Gamma-aminobutyric acid-mediated neuro-immune interactions in glioblastoma: Implications for prognosis and immunotherapy response

Abstract

Aims

This study aimed to investigate the role of gamma-aminobutyric acid (GABA) in the glioblastoma (GBM) tumor immune microenvironment (TIME) and its impact on prognosis and response to immunotherapy.

Main methods

This study employed single-cell RNA sequencing (scRNA-seq) to delineate the TIME of GBM, utilized non-negative matrix factorization (NMF) for GABA-associated cell clustering, and performed pseudotime analysis for cellular trajectories. Additionally, we integrated immunohistochemistry (IHC), immunofluorescence (IF), and protein-protein interaction (PPI) analysis to explore the regulatory mechanisms within the tumor microenvironment.

Key findings

The study identified distinct GABA-associated immune cell subtypes, particularly macrophages and T-cells, with unique gene expression and developmental trajectories. The development of the GABA-associated scoring model (GABAAS), introduced novel prognostic indicators, enhancing our ability to predict patient outcomes.

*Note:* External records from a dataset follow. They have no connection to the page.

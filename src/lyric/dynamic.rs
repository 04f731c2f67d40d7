use once_cell::sync::Lazy;
use regex::Regex;

use super::timeline::{LyricLine, WordFragment};

// @module: Word-level (karaoke) track parser

// @const: Line header `[startMs,durationMs]` followed by the word stream
static LINE_HEADER_REGEX: Lazy<Regex> = Lazy::new(|| {
    Regex::new(r"^\[(?P<time>[0-9]+),(?P<duration>[0-9]+)\](?P<rest>.*)").unwrap()
});

// @const: Word header `(startMs,durationMs,flag)` followed by the word text,
// which runs until the next opening paren
static WORD_HEADER_REGEX: Lazy<Regex> = Lazy::new(|| {
    Regex::new(r"^\((?P<time>[0-9]+),(?P<duration>[0-9]+),(?P<flag>[0-9]+)\)(?P<word>[^(]*)")
        .unwrap()
});

/// One parsed line of a word-level track.
///
/// `original_text` is the concatenation of all fragment texts in order.
/// `dynamic_time` aliases `time` at this stage; it is kept separately
/// because the merge step may later reinterpret `time` while the word
/// highlight track still needs the authored start.
#[derive(Debug, Clone, PartialEq, Eq)]
pub struct DynamicLine {
    /// Line start time in ms
    pub time: u64,

    /// Line duration in ms
    pub duration: u64,

    /// Display text, reassembled from the fragments
    pub original_text: String,

    /// Ordered word fragments
    pub fragments: Vec<WordFragment>,

    /// Authored word-track start time
    pub dynamic_time: u64,
}

impl From<DynamicLine> for LyricLine {
    fn from(line: DynamicLine) -> Self {
        LyricLine {
            time: line.time,
            duration: line.duration,
            original_text: line.original_text,
            translated_text: None,
            romanized_text: None,
            dynamic_time: Some(line.dynamic_time),
            fragments: Some(line.fragments),
        }
    }
}

/// Parses a word-timed blob into per-line records, in file order.
///
/// Each input line must start with a line header; lines that do not match
/// are skipped entirely. Within a line, word headers are consumed until the
/// stream stops matching. No sorting happens here — the merge engine sorts
/// later as needed.
pub fn parse_dynamic_track(blob: &str) -> Vec<DynamicLine> {
    let mut result = Vec::new();

    for raw_line in blob.trim().lines() {
        let line = raw_line.trim();
        let Some(caps) = LINE_HEADER_REGEX.captures(line) else {
            continue;
        };

        let time: u64 = caps["time"].parse().unwrap_or(0);
        let duration: u64 = caps["duration"].parse().unwrap_or(0);
        let mut rest = caps.name("rest").map_or("", |m| m.as_str());

        let mut fragments: Vec<WordFragment> = Vec::new();
        while !rest.is_empty() {
            let Some(word_caps) = WORD_HEADER_REGEX.captures(rest) else {
                break;
            };

            let word_time: u64 = word_caps["time"].parse().unwrap_or(0);
            let word_duration: u64 = word_caps["duration"].parse().unwrap_or(0);
            let flag: u32 = word_caps["flag"].parse().unwrap_or(0);
            let word = word_caps.name("word").map_or("", |m| m.as_str());

            split_word(word, word_time, word_duration, flag, &mut fragments);

            rest = &rest[word_caps.get(0).unwrap().end()..];
        }

        let original_text: String = fragments.iter().map(|f| f.text.as_str()).collect();

        result.push(DynamicLine {
            time,
            duration,
            original_text,
            fragments,
            dynamic_time: time,
        });
    }

    result
}

/// Splits one captured word into whitespace-delimited sub-tokens, sharing
/// the word's duration proportionally among them.
///
/// Some tracks ship whole phrases inside a single word slot, so a capture
/// may split into several fragments. Each of the k sub-tokens gets duration
/// `word_duration / k` and a start offset of `index * (word_duration / k)`.
/// Single-space adjacency from the original capture is preserved on the
/// first/last sub-token, and every non-final sub-token carries one trailing
/// space, so concatenating the fragment texts reproduces the display text.
fn split_word(word: &str, word_time: u64, word_duration: u64, flag: u32, out: &mut Vec<WordFragment>) {
    let sub_tokens: Vec<&str> = word.split_whitespace().collect();
    if sub_tokens.is_empty() {
        return;
    }

    let split_duration = word_duration as f64 / sub_tokens.len() as f64;
    let last = sub_tokens.len() - 1;

    for (i, sub_token) in sub_tokens.iter().enumerate() {
        let mut text = String::new();
        if i == 0 && word.starts_with(' ') {
            text.push(' ');
        }
        text.push_str(sub_token);
        if i < last || word.ends_with(' ') {
            text.push(' ');
        }

        out.push(WordFragment {
            time: word_time + (i as f64 * split_duration) as u64,
            duration: split_duration as u64,
            flag,
            text,
        });
    }
}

This study also suggests that GABA-related genes, including NDRG2 and TIMP1, play a crucial role in immune modulation, with potential implications for immunotherapy responsiveness.

Significance

The findings underscore the potential of targeting GABA-related genes (NDRG2 and TIMP1) and M2 macrophage to reshape the glioblastoma immune landscape, offering a new frontier in personalized neuro-immunotherapy. This approach holds promise to counter individual tumor immunosuppressive mechanisms, enhancing patient outcomes.